Existe uma clara lacuna entre as iniciativas em nível europeu e a superação do desafio representado por um grande número de refugiados, que merecem uma acolhida digna, social e justa – uma tem efeito em médio e longo prazos, a outra tem de ocorrer imediatamente e com êxito, para que seja preservada a paz social em países como a Alemanha, a Áustria ou a Suécia, nos quais são apresentados hoje dois terços de todos os requerimentos de asilo do mundo.

Os elementos de um regulamento europeu da crise de refugiados foram entendidos nas capitais da UE, mas sua implementação foi até agora fragmentária. Para isto, cinco módulos têm de ser engrenados. Em primeiro lugar: a Europa necessita de solidariedade interna. Disto faz parte a aplicação consequente dos regulamentos existentes, como um alívio confiável da sobrecarga dos países especialmente afetados.

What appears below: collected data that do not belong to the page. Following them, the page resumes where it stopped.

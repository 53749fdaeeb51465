// SPDX-License-Identifier: Apache-2.0
// Copyright 2025 KylinSoft Co., Ltd. <https://www.kylinos.cn/>
// See LICENSES for license details.

//! Scoped ownership of DMA memory.

use alloc::sync::Arc;
use core::ptr::NonNull;

use log::trace;

use crate::{DmaDirection, NicError, NicHal, NicResult, PhysAddr};

/// A RAII block of device-coherent memory.
///
/// The memory is zeroed on allocation and returned to the platform when the
/// region is dropped, so a failed bring-up releases exactly the regions that
/// were already acquired.
pub struct DmaRegion {
    paddr: PhysAddr,
    vaddr: NonNull<u8>,
    size: usize,
    align: usize,
    hal: Arc<dyn NicHal>,
}

// The region is plain memory owned exclusively by this value.
unsafe impl Send for DmaRegion {}
unsafe impl Sync for DmaRegion {}

impl DmaRegion {
    /// Allocates `size` zeroed bytes aligned to `align`.
    pub fn new(hal: &Arc<dyn NicHal>, size: usize, align: usize) -> NicResult<Self> {
        if size == 0 || !align.is_power_of_two() {
            return Err(NicError::InvalidInput);
        }
        let (paddr, vaddr) = hal.dma_alloc(size, align).ok_or(NicError::NoMemory)?;
        trace!("dma region {paddr:#x} size {size:#x}");
        Ok(Self {
            paddr,
            vaddr,
            size,
            align,
            hal: Arc::clone(hal),
        })
    }

    /// Bus address of the first byte.
    pub const fn paddr(&self) -> PhysAddr {
        self.paddr
    }

    /// Size in bytes.
    pub const fn len(&self) -> usize {
        self.size
    }

    /// Always false; zero-sized regions cannot be created.
    pub const fn is_empty(&self) -> bool {
        self.size == 0
    }

    /// The platform that owns this memory.
    pub fn hal(&self) -> &Arc<dyn NicHal> {
        &self.hal
    }

    /// The whole region as bytes.
    pub fn as_slice(&self) -> &[u8] {
        unsafe { core::slice::from_raw_parts(self.vaddr.as_ptr(), self.size) }
    }

    /// The whole region as mutable bytes.
    pub fn as_mut_slice(&mut self) -> &mut [u8] {
        unsafe { core::slice::from_raw_parts_mut(self.vaddr.as_ptr(), self.size) }
    }

    /// Zeroes the region.
    pub fn zero(&mut self) {
        self.as_mut_slice().fill(0);
    }

    /// Number of 64-bit words in the region.
    pub const fn words(&self) -> usize {
        self.size / 8
    }

    /// Volatile read of the `index`-th 64-bit word.
    ///
    /// Panics if `index` is out of range.
    pub fn read_u64(&self, index: usize) -> u64 {
        assert!(index < self.words(), "dma word {index} out of range");
        unsafe { self.vaddr.cast::<u64>().add(index).read_volatile() }
    }

    /// Volatile write of the `index`-th 64-bit word.
    ///
    /// Panics if `index` is out of range.
    pub fn write_u64(&mut self, index: usize, value: u64) {
        assert!(index < self.words(), "dma word {index} out of range");
        unsafe { self.vaddr.cast::<u64>().add(index).write_volatile(value) }
    }
}

impl Drop for DmaRegion {
    fn drop(&mut self) {
        trace!("dma region {:#x} released", self.paddr);
        unsafe {
            self.hal
                .dma_dealloc(self.paddr, self.vaddr, self.size, self.align)
        };
    }
}

/// A RAII streaming mapping of a buffer owned elsewhere.
///
/// The mapping ends when this value is dropped; the owner of the buffer
/// must keep it alive at least that long.
pub struct DmaMapping {
    paddr: PhysAddr,
    buffer: NonNull<[u8]>,
    direction: DmaDirection,
    hal: Arc<dyn NicHal>,
}

unsafe impl Send for DmaMapping {}
unsafe impl Sync for DmaMapping {}

impl DmaMapping {
    /// Maps `buffer` for the device.
    ///
    /// # Safety
    ///
    /// `buffer` must stay alive and unmoved until the mapping is dropped.
    pub unsafe fn new(
        hal: &Arc<dyn NicHal>,
        buffer: &[u8],
        direction: DmaDirection,
    ) -> NicResult<Self> {
        let buffer = NonNull::from(buffer);
        let paddr = unsafe { hal.map(buffer, direction)? };
        Ok(Self {
            paddr,
            buffer,
            direction,
            hal: Arc::clone(hal),
        })
    }

    /// Bus address of the mapped buffer.
    pub const fn paddr(&self) -> PhysAddr {
        self.paddr
    }

    /// Length of the mapped buffer.
    pub const fn len(&self) -> usize {
        self.buffer.len()
    }

    /// Whether the mapped buffer is empty.
    pub const fn is_empty(&self) -> bool {
        self.buffer.len() == 0
    }
}

impl Drop for DmaMapping {
    fn drop(&mut self) {
        unsafe { self.hal.unmap(self.paddr, self.buffer, self.direction) };
    }
}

Muitos especialistas ficaram surpresos, há anos, quando os países da UE aprofundaram a sua cooperação no setor da Justiça e da política interior. Para isto, aplicaram elementos dos métodos da comunidade. Neste processo de decisão, as instituições supranacionais estão em primeiro plano, apesar de que exatamente os setores da Justiça e do Interior permaneceram fortemente intergovernamentais – isto significa, de alta competência nacional nas decisões. Agora aparecem as fraquezas do sistema misto com a falta de implementação das resoluções comuns. Em segundo lugar: a UE ou pelo menos o espaço de Schengen necessita de uma segurança conjunta das fronteiras externas, com o suporte de todos os envolvidos. Nas fronteiras, a UE necessita de centros de acolhimento, respectivamente equipados, nos quais os refugiados sejam atendidos e registrados. Neles seriam examinadas as solicitações de asilo. De lá, após uma decisão, eles iriam para a UE ou de volta aos países de origem.

Em terceiro lugar: os europeus têm de reagir mais cedo e mais consequentemente às crises e guerras na sua vizinhança. A UE necessita de uma tropa de ação humanitária para uma complementação visível da ajuda das Nações Unidas, a fim de atender bem os refugiados na sua região. Se a situação sobrecarregar demasiadamente os países vizinhos, os países da UE poderiam acertar contingentes, por exemplo com a Turquia, sob cujas bases os refugiados poderiam ser enviados direta e ordenadamente dos países parceiros para a UE. Em contrapartida, os vizinhos assim aliviados da sobrecarga teriam de controlar efetivamente suas fronteiras externas e acabar com as atividades dos traficantes humanos. Em quarto lugar: uma política prospectiva de reação às crises oferece a melhor condição de influenciar as causas da fuga. Para isto, os europeus necessitam de recursos econômicos, financeiros, diplomáticos e militares comuns, bem como da disposição de solucionar conflitos na sua ampla vizinhança, de impedir ou de terminar politicamente as guerras e convencer outros países ou potências externas a um engajamento construtivo. Em quinto lugar: a UE necessita de uma política conjunta de asilo e de imigração, em cujo âmbito ela possa também regulamentar uma compensação de sobrecarga entre os países membros. Com frequência, o processo de asilo torna-se substitutivo das possibilidades inexistentes de uma imigração ordenada.

A ação conjunta em torno destes cinco pontos torna-se difícil sob a pressão do grande número de refugiados em poucos países, em face do medo e da recusa em partes das sociedades europeias, e sob os ataques de partidos populistas em muitos países, que prometem aos cidadãos a salvação através da recuperação da sobe­rania nacional em detrimento da União ­Europeia. Caso não seja realizado pelo menos um pacote de peças importantes desses módulos, a União Europeia irá rumo a um futuro incerto. Se for anulado o acordo de Schengen, também o mercado interno e a união monetária sofrerão as consequências. Se a Europa fracassar, não será por causa do número de refugiados, mas sim pela incapacidade da política em encontrar uma resposta conjunta. ▪

Josef Janning é chefe do escritório berlinense e Senior Policy Fellow do “think tank” Euro­pean Council on Foreign Relations.